● Task item
Would you return every entry below without a single difference?

● Exercise material
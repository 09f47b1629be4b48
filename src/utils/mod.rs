//! Utility modules supporting the harvesting pipeline.
//!
//! - [`HttpClient`]: shared HTTP client with a fixed user agent and timeout
//! - [`assemble_date`], [`decode_inverted_index`], [`strip_markup`],
//!   [`normalize_doi`], [`join_authors`]: field normalizers used by the adapters
//! - [`deduplicate_records`]: first-write-wins deduplication by identity key
//! - [`find_duplicates`]: report colliding records without removing them
//!
//! # Deduplication
//!
//! ```rust
//! use paper_harvest::models::{RecordBuilder, SourceKind};
//! use paper_harvest::utils::deduplicate_records;
//!
//! let records = vec![
//!     RecordBuilder::new(SourceKind::PubMed, "aortic stenosis").doi("10.1/x").build(),
//!     RecordBuilder::new(SourceKind::Crossref, "aortic stenosis").doi("10.1/X").build(),
//! ];
//! let unique = deduplicate_records(records);
//! assert_eq!(unique.len(), 1);
//! assert_eq!(unique[0].source(), SourceKind::PubMed);
//! ```

mod dedup;
mod http;
mod normalize;

pub use dedup::{deduplicate_records, find_duplicates};
pub use http::{user_agent, HttpClient, DEFAULT_TIMEOUT};
pub use normalize::{
    assemble_date, decode_inverted_index, join_authors, month_from_name, normalize_doi,
    strip_markup, DatePart, InvertedIndex,
};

● Solution for this exercise
repository 09f47b1629be4b48
filename src/utils/mod.rs
//! Utility modules supporting the harvesting pipeline.
//!
//! - [`HttpClient`]: shared HTTP client with a fixed user agent and timeout
//! - [`assemble_date`], [`decode_inverted_index`], [`strip_markup`],
//!   [`normalize_doi`], [`join_authors`]: field normalizers used by the adapters
//! - [`deduplicate_records`]: first-write-wins deduplication by identity key
//! - [`find_duplicates`]: report colliding records without removing them
//!
//! # Deduplication
//!
//! ```rust
//! use paper_harvest::models::{RecordBuilder, SourceKind};
//! use paper_harvest::utils::deduplicate_records;
//!
//! let records = vec![
//!     RecordBuilder::new(SourceKind::PubMed, "aortic stenosis").doi("10.1/x").build(),
//!     RecordBuilder::new(SourceKind::Crossref, "aortic stenosis").doi("10.1/X").build(),
//! ];
//! let unique = deduplicate_records(records);
//! assert_eq!(unique.len(), 1);
//! assert_eq!(unique[0].source(), SourceKind::PubMed);
//! ```

mod dedup;
mod http;
mod normalize;

pub use dedup::{deduplicate_records, find_duplicates};
pub use http::{user_agent, HttpClient, DEFAULT_TIMEOUT};
pub use normalize::{
    assemble_date, decode_inverted_index, join_authors, month_from_name, normalize_doi,
    strip_markup, DatePart, InvertedIndex,
};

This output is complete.